Being a leftist anti-foundationalist literally means never having to say you’re sorry.  Because by definition, you can’t be:  your commitment to contingency is the absolute that perversely commits you to nothing.  And as such, you are unencumbered by Enlightenment rules for logic, rationality, and consistency — and are able to skirt the “tyranny of facts.”

Unless and until we address what some on the right have referred to as the “fundamentally unserious” question of how we’ve allowed an incoherent idea of language essentially deconstruct and re-imagine our founding documents and principles, we will find ourselves living out our time as a dwindling set of existentialists, content to win the battles knowing that the war is already lost.

Me?  I find no solace in being Sisyphus.  Nor Cassandra, for that matter — though I hold out hope for a better ending in the latter case.

(thanks to John R)

 

 

 

108 Replies to ““Maybe the US Isn’t As Violent As We Think…””

  1. geoffb says:

    Another piece on crime rates here.

  2. Ernst Schreiber says:

    [G]uns are icky and have a kind of self-will beyond that of the person using it.

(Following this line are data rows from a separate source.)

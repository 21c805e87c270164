//! Exporter trait.
//!
//! Exporters (resolvers) perform one named post-processing action on a
//! produced file, typically a format conversion.

use async_trait::async_trait;
use serde::{Deserialize, Serialize};
use std::path::{Path, PathBuf};

use crate::{Parameters, Result};

/// What an export action hands to the next action in the chain.
#[derive(Debug, Clone, PartialEq, Serialize, Deserialize)]
pub struct ExportOutput {
    pub file: PathBuf,
    /// Merged over the next action's parameters.
    pub parameters: Parameters,
}

/// Trait for export actions.
#[async_trait]
pub trait Exporter: Send + Sync {
    /// Name used in logs.
    fn name(&self) -> &str;

    /// Process `file` with the effective parameters for this action.
    async fn process(&self, file: &Path, parameters: &Parameters) -> Result<ExportOutput>;
}
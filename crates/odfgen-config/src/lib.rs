//! KDL configuration parsing for odfgen.
//!
//! This crate handles parsing of:
//! - Batch files (jobs and their data, parameters and actions)
//! - Resolver declarations
//! - Engine settings

pub mod batch;
pub mod error;
pub mod settings;

pub use batch::{BatchConfig, ResolverConfig, ResolverKind, load_batch, parse_batch};
pub use error::{ConfigError, ConfigResult};
pub use settings::EngineSettings;
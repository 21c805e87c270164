//! Configuration parsing errors.

use thiserror::Error;

#[derive(Debug, Error)]
pub enum ConfigError {
    #[error("KDL parse error: {0}")]
    Parse(#[from] kdl::KdlError),

    #[error("missing required field: {0}")]
    MissingField(String),

    #[error("invalid value for {field}: {message}")]
    InvalidValue { field: String, message: String },

    #[error("duplicate definition: {0}")]
    Duplicate(String),

    #[error("IO error: {0}")]
    Io(#[from] std::io::Error),

    #[error("invalid JSON data: {0}")]
    Json(#[from] serde_json::Error),
}

pub type ConfigResult<T> = std::result::Result<T, ConfigError>;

    They’re like SUVs that way.

  3. MamaLiberty says:

    Thanks for linking to my blog, Jeff! I’ve added yours to my blogroll and will visit often.

  4. slipperyslope says:

    Violent crime and property crime have been declining for a number of years in Australia.

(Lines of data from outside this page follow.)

//! External conversion program exporter.

use async_trait::async_trait;
use odfgen_core::exporter::{ExportOutput, Exporter};
use odfgen_core::{Error, Parameters, Result};
use std::path::{Path, PathBuf};
use tokio::process::Command;
use tracing::{debug, info};

use crate::target::ExportTarget;

/// Arguments appended when the configured ones never mention `{input}`.
const DEFAULT_ARGS: [&str; 5] = ["--convert-to", "{format}", "--outdir", "{outdir}", "{input}"];

/// Exporter that runs a conversion program once per file.
///
/// Arguments may contain `{input}`, `{output}`, `{outdir}` and `{format}`.
pub struct CommandExporter {
    name: String,
    program: String,
    args: Vec<String>,
    format: String,
    output_dir: Option<PathBuf>,
}

impl CommandExporter {
    pub fn new(name: impl Into<String>, program: impl Into<String>) -> Self {
        Self {
            name: name.into(),
            program: program.into(),
            args: Vec::new(),
            format: "pdf".to_string(),
            output_dir: None,
        }
    }

    pub fn with_args(mut self, args: Vec<String>) -> Self {
        self.args = args;
        self
    }

    pub fn with_format(mut self, format: impl Into<String>) -> Self {
        self.format = format.into();
        self
    }

    pub fn with_output_dir(mut self, output_dir: impl Into<PathBuf>) -> Self {
        self.output_dir = Some(output_dir.into());
        self
    }

    fn command_args(&self, input: &Path, target: &ExportTarget) -> Vec<String> {
        let mut args = self.args.clone();
        if !args.iter().any(|a| a.contains("{input}")) {
            args.extend(DEFAULT_ARGS.iter().map(|a| a.to_string()));
        }
        args.iter()
            .map(|arg| {
                arg.replace("{input}", &input.to_string_lossy())
                    .replace("{output}", &target.output.to_string_lossy())
                    .replace("{outdir}", &target.output_dir.to_string_lossy())
                    .replace("{format}", &target.format)
            })
            .collect()
    }
}

#[async_trait]
impl Exporter for CommandExporter {
    fn name(&self) -> &str {
        &self.name
    }

    async fn process(&self, file: &Path, parameters: &Parameters) -> Result<ExportOutput> {
        let target = ExportTarget::resolve(
            file,
            parameters,
            Some(&self.format),
            self.output_dir.as_deref(),
        );
        tokio::fs::create_dir_all(&target.output_dir)
            .await
            .map_err(|e| Error::io(&target.output_dir, e))?;

        let args = self.command_args(file, &target);
        info!(
            exporter = %self.name,
            input = %file.display(),
            output = %target.output.display(),
            "Exporting file"
        );
        debug!(program = %self.program, ?args, "Running conversion program");

        let output = Command::new(&self.program)
            .args(&args)
            .kill_on_drop(true)
            .output()
            .await
            .map_err(|e| Error::Remote(format!("failed to start {}: {}", self.program, e)))?;

        if !output.status.success() {
            let stderr = String::from_utf8_lossy(&output.stderr);
            return Err(Error::Remote(format!(
                "{} exited with {}: {}",
                self.program,
                output.status,
                stderr.trim()
            )));
        }

        if target.overwrite {
            tokio::fs::remove_file(file)
                .await
                .map_err(|e| Error::io(file, e))?;
        }

        Ok(target.into_output(file))
    }
}
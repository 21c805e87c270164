//! Copy exporter.

use async_trait::async_trait;
use odfgen_core::exporter::{ExportOutput, Exporter};
use odfgen_core::{Error, Parameters, Result};
use std::path::{Path, PathBuf};
use tracing::info;

use crate::target::ExportTarget;

/// Exporter that copies the file into an output directory, optionally
/// under a different extension.
pub struct CopyExporter {
    name: String,
    output_dir: Option<PathBuf>,
    format: Option<String>,
}

impl CopyExporter {
    pub fn new(name: impl Into<String>) -> Self {
        Self {
            name: name.into(),
            output_dir: None,
            format: None,
        }
    }

    pub fn with_output_dir(mut self, output_dir: impl Into<PathBuf>) -> Self {
        self.output_dir = Some(output_dir.into());
        self
    }

    pub fn with_format(mut self, format: impl Into<String>) -> Self {
        self.format = Some(format.into());
        self
    }
}

#[async_trait]
impl Exporter for CopyExporter {
    fn name(&self) -> &str {
        &self.name
    }

    async fn process(&self, file: &Path, parameters: &Parameters) -> Result<ExportOutput> {
        let target = ExportTarget::resolve(
            file,
            parameters,
            self.format.as_deref(),
            self.output_dir.as_deref(),
        );
        tokio::fs::create_dir_all(&target.output_dir)
            .await
            .map_err(|e| Error::io(&target.output_dir, e))?;

        info!(exporter = %self.name, input = %file.display(), output = %target.output.display(), "Copying file");
        tokio::fs::copy(file, &target.output)
            .await
            .map_err(|e| Error::io(file, e))?;

        if target.overwrite && target.output != file {
            tokio::fs::remove_file(file)
                .await
                .map_err(|e| Error::io(file, e))?;
        }

        Ok(target.into_output(file))
    }
}

#[cfg(test)]
mod tests {
    use super::*;

    #[tokio::test]
    async fn test_copies_into_output_dir() {
        let dir = tempfile::tempdir().unwrap();
        let input = dir.path().join("Report.odt");
        std::fs::write(&input, b"odt").unwrap();

        let exporter = CopyExporter::new("archive").with_output_dir(dir.path().join("archive"));
        let output = exporter.process(&input, &Parameters::new()).await.unwrap();

        let copied = dir.path().join("archive/Report.odt");
        assert_eq!(std::fs::read(&copied).unwrap(), b"odt");
        assert_eq!(
            output.parameters.get_str(&["transformed"]),
            copied.to_str()
        );
        assert!(input.exists());
    }

    #[tokio::test]
    async fn test_overwrite_removes_input() {
        let dir = tempfile::tempdir().unwrap();
        let input = dir.path().join("Report.odt");
        std::fs::write(&input, b"odt").unwrap();

        let params = Parameters::new()
            .with("outputDir", dir.path().join("moved").to_string_lossy().to_string())
            .with("overwrite", true);
        CopyExporter::new("move").process(&input, &params).await.unwrap();

        assert!(!input.exists());
        assert!(dir.path().join("moved/Report.odt").exists());
    }

    #[tokio::test]
    async fn test_missing_input_fails() {
        let dir = tempfile::tempdir().unwrap();
        let err = CopyExporter::new("archive")
            .process(&dir.path().join("nope.odt"), &Parameters::new())
            .await
            .unwrap_err();
        assert!(matches!(err, Error::Io { .. }));
    }
}
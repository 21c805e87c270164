//! Error types for odfgen.

use std::path::{Path, PathBuf};

use thiserror::Error;

#[derive(Debug, Error)]
pub enum Error {
    /// Archive could not be opened, extracted or written.
    #[error("archive error: {0}")]
    Archive(String),

    #[error("io error at {}: {source}", path.display())]
    Io {
        path: PathBuf,
        #[source]
        source: std::io::Error,
    },

    /// A document part is missing or malformed.
    #[error("format error: {0}")]
    Format(String),

    #[error("render error: {0}")]
    Render(String),

    /// An exporter or conversion backend failed.
    #[error("remote error: {0}")]
    Remote(String),

    #[error("configuration error: {0}")]
    Config(String),

    #[error("internal error: {0}")]
    Internal(String),
}

impl Error {
    /// Wrap an I/O failure with the path it happened on.
    pub fn io(path: impl AsRef<Path>, source: std::io::Error) -> Self {
        Self::Io {
            path: path.as_ref().to_path_buf(),
            source,
        }
    }
}

pub type Result<T> = std::result::Result<T, Error>;

#[cfg(test)]
mod tests {
    use super::*;

    #[test]
    fn test_io_error_names_path() {
        let err = Error::io(
            "/tmp/work/content.xml",
            std::io::Error::new(std::io::ErrorKind::PermissionDenied, "denied"),
        );
        let message = err.to_string();
        assert!(message.contains("/tmp/work/content.xml"));
        assert!(message.contains("denied"));
    }
}
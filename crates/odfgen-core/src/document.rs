//! Document part model and the container/template traits.
//!
//! A document is an extracted OpenDocument package: a directory holding XML
//! parts plus a `Pictures/` folder. Containers move parts between disk and
//! memory; template engines rewrite part markup in place.

use async_trait::async_trait;
use serde::{Deserialize, Serialize};
use std::collections::BTreeMap;
use std::path::{Path, PathBuf};

use crate::Result;

/// Folder inside the package that holds embedded images.
pub const PICTURES_DIR: &str = "Pictures";

/// XML parts a document package is made of.
#[derive(Debug, Clone, Copy, PartialEq, Eq, PartialOrd, Ord, Hash, Serialize, Deserialize)]
pub enum PartKind {
    Content,
    Styles,
    Meta,
    Settings,
    Manifest,
}

impl PartKind {
    pub const ALL: [PartKind; 5] = [
        PartKind::Content,
        PartKind::Styles,
        PartKind::Meta,
        PartKind::Settings,
        PartKind::Manifest,
    ];

    /// Path of the part relative to the package root.
    pub fn member_path(&self) -> &'static str {
        match self {
            PartKind::Content => "content.xml",
            PartKind::Styles => "styles.xml",
            PartKind::Meta => "meta.xml",
            PartKind::Settings => "settings.xml",
            PartKind::Manifest => "META-INF/manifest.xml",
        }
    }

    /// Whether a package without this part is malformed.
    pub fn is_required(&self) -> bool {
        matches!(
            self,
            PartKind::Content | PartKind::Styles | PartKind::Manifest
        )
    }
}

/// A loaded XML part.
#[derive(Debug, Clone, PartialEq)]
pub struct Part {
    pub kind: PartKind,
    pub markup: String,
}

impl Part {
    pub fn new(kind: PartKind, markup: impl Into<String>) -> Self {
        Self {
            kind,
            markup: markup.into(),
        }
    }
}

/// An extracted package and the parts loaded from it.
#[derive(Debug, Clone)]
pub struct Document {
    root: PathBuf,
    parts: BTreeMap<PartKind, Part>,
}

impl Document {
    pub fn new(root: impl Into<PathBuf>) -> Self {
        Self {
            root: root.into(),
            parts: BTreeMap::new(),
        }
    }

    pub fn root(&self) -> &Path {
        &self.root
    }

    pub fn insert_part(&mut self, part: Part) {
        self.parts.insert(part.kind, part);
    }

    pub fn get_part(&self, kind: PartKind) -> Option<&Part> {
        self.parts.get(&kind)
    }

    pub fn get_part_mut(&mut self, kind: PartKind) -> Option<&mut Part> {
        self.parts.get_mut(&kind)
    }

    pub fn parts(&self) -> impl Iterator<Item = &Part> {
        self.parts.values()
    }

    pub fn part_path(&self, kind: PartKind) -> PathBuf {
        self.root.join(kind.member_path())
    }

    pub fn pictures_dir(&self) -> PathBuf {
        self.root.join(PICTURES_DIR)
    }
}

/// Loads and persists document parts.
#[async_trait]
pub trait Container: Send + Sync {
    /// Load every part found under the extracted package at `path`.
    async fn load_file(&self, path: &Path) -> Result<Document>;

    /// Write every loaded part back to the package directory.
    async fn save_file(&self, document: &Document) -> Result<()>;
}

/// Substitutes data into a document's content and styles.
#[async_trait]
pub trait TemplateEngine: Send + Sync {
    /// `working_dir` is the base for embedded-resource lookups.
    async fn render(
        &self,
        document: &mut Document,
        data: &serde_json::Value,
        working_dir: &Path,
    ) -> Result<()>;
}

    http://www.aic.gov.au/documents/0/B/6/%7B0B619F44-B18B-47B4-9B59-F87BA643CBAA%7Dfacts11.pdf

  5. McGehee says:

    Slippy believes what the government tells him. He’s such a gullible drone.

  6. leigh says:

    An exective summary, preferably from the article itself would be good. I’m not downloading 5+MB to read it.

    Skippy, assault is higher in Oz than it is here, as reported. Assault is a violent crime so I’m thinking your reading comprehension still isn’t up to speed.

  7. Blake says:

    Ann Coulter, in one of her books, recounts how leftists, no matter how many examples given, always cry “No evidence.”

    Same thing holds with gun free zones. It doesn’t matter how many times one points out there just might be a correlation between gun free zones and mass shootings, leftists holler “no evidence.”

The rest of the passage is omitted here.